I should have used a different example. I didn't intend for it to go down that route.
It’s pretty clear that you have a problem with the medical profession, and with dentists in particular.
If you think it’s such a scam, and you think it’s so easy, why don’t you join them?
In this thread, and in the previous one, you clearly think that you are smarter than the dentist with whom you were dealing. You know more about their profession than they do.

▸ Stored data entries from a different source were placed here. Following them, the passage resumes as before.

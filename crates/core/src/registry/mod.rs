//! Trait seams the engines depend on, plus in-memory implementations.
//!
//! The engines never own configuration or records; they read snapshots
//! through these traits at turn boundaries. The in-memory stores are the
//! only implementations shipped and are safe to share behind [`Arc`].

pub mod seed;

use std::sync::{Arc, Mutex, MutexGuard};

use crate::domain::briefing::{BriefingItem, BriefingRole, TaskTemplate};
use crate::domain::prefs::UserBriefingPrefs;
use crate::domain::request::Request;
use crate::domain::schema::RequestSchema;
use crate::errors::SchemaValidationError;

/// Read access to the runtime-defined request schemas.
pub trait SchemaRegistry {
    /// Active schemas in registry order. These become the category options.
    fn list_active(&self) -> Vec<RequestSchema>;
    fn get(&self, id: &str) -> Option<RequestSchema>;
}

/// Read access to briefing roles, items, and task templates.
pub trait BriefingConfigRegistry {
    fn items_for_role(&self, role_id: &str) -> Vec<BriefingItem>;
    fn enabled_items_for_role(&self, role_id: &str) -> Vec<BriefingItem>;
    fn enabled_templates_for_role(&self, role_id: &str) -> Vec<TaskTemplate>;
}

/// Read access to the user's briefing preferences.
pub trait PreferencesStore {
    fn get(&self) -> UserBriefingPrefs;
}

/// Read access to live request records for briefing aggregation.
pub trait LiveRecordSource {
    fn list(&self) -> Vec<Request>;
}

/// Write access for completed conversations.
pub trait RequestStore {
    fn append(&self, request: Request);
}

impl<T: SchemaRegistry + ?Sized> SchemaRegistry for Arc<T> {
    fn list_active(&self) -> Vec<RequestSchema> {
        (**self).list_active()
    }

    fn get(&self, id: &str) -> Option<RequestSchema> {
        (**self).get(id)
    }
}

impl<T: BriefingConfigRegistry + ?Sized> BriefingConfigRegistry for Arc<T> {
    fn items_for_role(&self, role_id: &str) -> Vec<BriefingItem> {
        (**self).items_for_role(role_id)
    }

    fn enabled_items_for_role(&self, role_id: &str) -> Vec<BriefingItem> {
        (**self).enabled_items_for_role(role_id)
    }

    fn enabled_templates_for_role(&self, role_id: &str) -> Vec<TaskTemplate> {
        (**self).enabled_templates_for_role(role_id)
    }
}

impl<T: PreferencesStore + ?Sized> PreferencesStore for Arc<T> {
    fn get(&self) -> UserBriefingPrefs {
        (**self).get()
    }
}

impl<T: LiveRecordSource + ?Sized> LiveRecordSource for Arc<T> {
    fn list(&self) -> Vec<Request> {
        (**self).list()
    }
}

impl<T: RequestStore + ?Sized> RequestStore for Arc<T> {
    fn append(&self, request: Request) {
        (**self).append(request)
    }
}

fn guard<T>(mutex: &Mutex<T>) -> MutexGuard<'_, T> {
    match mutex.lock() {
        Ok(inner) => inner,
        Err(poisoned) => poisoned.into_inner(),
    }
}

/// Mutable schema registry backed by a vector, seeded or empty.
#[derive(Debug, Default)]
pub struct InMemorySchemaRegistry {
    schemas: Mutex<Vec<RequestSchema>>,
}

impl InMemorySchemaRegistry {
    pub fn new() -> Self {
        Self::default()
    }

    pub fn with_defaults() -> Self {
        Self { schemas: Mutex::new(seed::default_schemas()) }
    }

    /// Adds a schema after structural validation. Replaces any schema with
    /// the same id.
    pub fn upsert(&self, schema: RequestSchema) -> Result<(), SchemaValidationError> {
        schema.validate()?;
        let mut schemas = guard(&self.schemas);
        match schemas.iter_mut().find(|existing| existing.id == schema.id) {
            Some(existing) => *existing = schema,
            None => schemas.push(schema),
        }
        Ok(())
    }

    pub fn set_active(&self, id: &str, active: bool) {
        let mut schemas = guard(&self.schemas);
        if let Some(schema) = schemas.iter_mut().find(|schema| schema.id == id) {
            schema.active = active;
        }
    }

    /// Moves a field within a schema. Out-of-range indexes are ignored.
    pub fn reorder_fields(&self, schema_id: &str, from: usize, to: usize) {
        let mut schemas = guard(&self.schemas);
        let Some(schema) = schemas.iter_mut().find(|schema| schema.id == schema_id) else {
            return;
        };
        if from >= schema.fields.len() || to >= schema.fields.len() {
            return;
        }
        let field = schema.fields.remove(from);
        schema.fields.insert(to, field);
    }
}

impl SchemaRegistry for InMemorySchemaRegistry {
    fn list_active(&self) -> Vec<RequestSchema> {
        guard(&self.schemas).iter().filter(|schema| schema.active).cloned().collect()
    }

    fn get(&self, id: &str) -> Option<RequestSchema> {
        guard(&self.schemas).iter().find(|schema| schema.id == id).cloned()
    }
}

struct BriefingConfigState {
    roles: Vec<BriefingRole>,
    items: Vec<BriefingItem>,
    templates: Vec<TaskTemplate>,
}

/// Mutable briefing configuration: roles, items per role, task templates.
pub struct InMemoryBriefingConfig {
    state: Mutex<BriefingConfigState>,
}

impl InMemoryBriefingConfig {
    pub fn new(
        roles: Vec<BriefingRole>,
        items: Vec<BriefingItem>,
        templates: Vec<TaskTemplate>,
    ) -> Self {
        Self { state: Mutex::new(BriefingConfigState { roles, items, templates }) }
    }

    pub fn with_defaults() -> Self {
        Self::new(seed::default_roles(), seed::default_items(), seed::default_templates())
    }

    /// Roles ordered by their configured sort order.
    pub fn roles(&self) -> Vec<BriefingRole> {
        let state = guard(&self.state);
        let mut roles = state.roles.clone();
        roles.sort_by_key(|role| role.sort_order);
        roles
    }

    pub fn set_item_enabled(&self, item_id: &str, enabled: bool) {
        let mut state = guard(&self.state);
        if let Some(item) = state.items.iter_mut().find(|item| item.id == item_id) {
            item.enabled = enabled;
        }
    }

    /// Moves one item within a role's ordering, then renumbers that role's
    /// items densely from zero. Other roles keep their orders.
    pub fn reorder_items(&self, role_id: &str, from: usize, to: usize) {
        let mut state = guard(&self.state);
        let mut role_ids: Vec<String> = state
            .items
            .iter()
            .filter(|item| item.role_id == role_id)
            .map(|item| item.id.clone())
            .collect();
        role_ids.sort_by_key(|id| {
            state
                .items
                .iter()
                .find(|item| &item.id == id)
                .map_or(u32::MAX, |item| item.sort_order)
        });
        if from >= role_ids.len() || to >= role_ids.len() {
            return;
        }
        let moved = role_ids.remove(from);
        role_ids.insert(to, moved);

        for (order, id) in role_ids.iter().enumerate() {
            if let Some(item) = state.items.iter_mut().find(|item| &item.id == id) {
                item.sort_order = order as u32;
            }
        }
    }

    pub fn add_template(&self, template: TaskTemplate) {
        guard(&self.state).templates.push(template);
    }

    pub fn set_template_enabled(&self, template_id: &str, enabled: bool) {
        let mut state = guard(&self.state);
        if let Some(template) =
            state.templates.iter_mut().find(|template| template.id == template_id)
        {
            template.enabled = enabled;
        }
    }

    pub fn remove_template(&self, template_id: &str) {
        guard(&self.state).templates.retain(|template| template.id != template_id);
    }
}

impl BriefingConfigRegistry for InMemoryBriefingConfig {
    fn items_for_role(&self, role_id: &str) -> Vec<BriefingItem> {
        let state = guard(&self.state);
        let mut items: Vec<BriefingItem> =
            state.items.iter().filter(|item| item.role_id == role_id).cloned().collect();
        items.sort_by_key(|item| item.sort_order);
        items
    }

    fn enabled_items_for_role(&self, role_id: &str) -> Vec<BriefingItem> {
        self.items_for_role(role_id).into_iter().filter(|item| item.enabled).collect()
    }

    fn enabled_templates_for_role(&self, role_id: &str) -> Vec<TaskTemplate> {
        let enabled_item_ids: Vec<String> =
            self.enabled_items_for_role(role_id).into_iter().map(|item| item.id).collect();
        let state = guard(&self.state);
        state
            .templates
            .iter()
            .filter(|template| {
                template.enabled && enabled_item_ids.iter().any(|id| *id == template.item_id)
            })
            .cloned()
            .collect()
    }
}

/// Mutable briefing preferences for the single local user.
pub struct InMemoryPreferences {
    prefs: Mutex<UserBriefingPrefs>,
}

impl InMemoryPreferences {
    pub fn new(prefs: UserBriefingPrefs) -> Self {
        Self { prefs: Mutex::new(prefs) }
    }

    pub fn with_defaults() -> Self {
        Self::new(seed::default_prefs())
    }

    pub fn update(&self, apply: impl FnOnce(&mut UserBriefingPrefs)) {
        apply(&mut guard(&self.prefs));
    }

    pub fn set_item_visible(&self, item_id: &str, visible: bool) {
        let mut prefs = guard(&self.prefs);
        if let Some(pref) = prefs.item_prefs.iter_mut().find(|pref| pref.item_id == item_id) {
            pref.visible = visible;
        }
    }

    /// Moves one item preference within the sorted order, then renumbers the
    /// whole list densely from zero.
    pub fn reorder_items(&self, from: usize, to: usize) {
        let mut prefs = guard(&self.prefs);
        let mut sorted = prefs.item_prefs.clone();
        sorted.sort_by_key(|pref| pref.sort_order);
        if from >= sorted.len() || to >= sorted.len() {
            return;
        }
        let moved = sorted.remove(from);
        sorted.insert(to, moved);
        for (order, pref) in sorted.iter_mut().enumerate() {
            pref.sort_order = order as u32;
        }
        prefs.item_prefs = sorted;
    }

    pub fn reset(&self) {
        *guard(&self.prefs) = seed::default_prefs();
    }
}

impl PreferencesStore for InMemoryPreferences {
    fn get(&self) -> UserBriefingPrefs {
        guard(&self.prefs).clone()
    }
}

/// Request record store. Newest records first, matching dashboard order.
#[derive(Debug, Default)]
pub struct InMemoryRecordStore {
    records: Mutex<Vec<Request>>,
}

impl InMemoryRecordStore {
    pub fn new() -> Self {
        Self::default()
    }

    pub fn with_defaults() -> Self {
        Self { records: Mutex::new(seed::sample_requests()) }
    }
}

impl LiveRecordSource for InMemoryRecordStore {
    fn list(&self) -> Vec<Request> {
        guard(&self.records).clone()
    }
}

impl RequestStore for InMemoryRecordStore {
    fn append(&self, request: Request) {
        guard(&self.records).insert(0, request);
    }
}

All you need to do is go get your college degree, be in the top 1% of your class, get into medical school, borrow about $300,000 to do that, and then spend six years in residency, not getting paid very much, barely able to make your student loans.
In 14 short years, you can be in the position of power, and you can command the salary that they do.
Since you’re so much smarter, you don’t have to do it the way they do, you could allow people to diagnose themselves, and then simply perform the procedure they want, whether or not they need it done, right?
What’s really annoying about your set of suppositions is that you assume that the dentist is not actually practicing his profession, but in fact he is, he is protecting the patients from their own misdiagnoses, their own errors, their own misconceptions, and all of the wild guessing.
Your Google search, your understanding of your condition, does not equal a medical degree. The doctors have a responsibility to ensure the condition, to actually diagnose what is going on before they perform any operation. To do less than that would be unethical.
So, you went to see a doctor and you paid for his expertise and you paid for his diagnosis.
You got a bargain. Even if you don’t recognize it.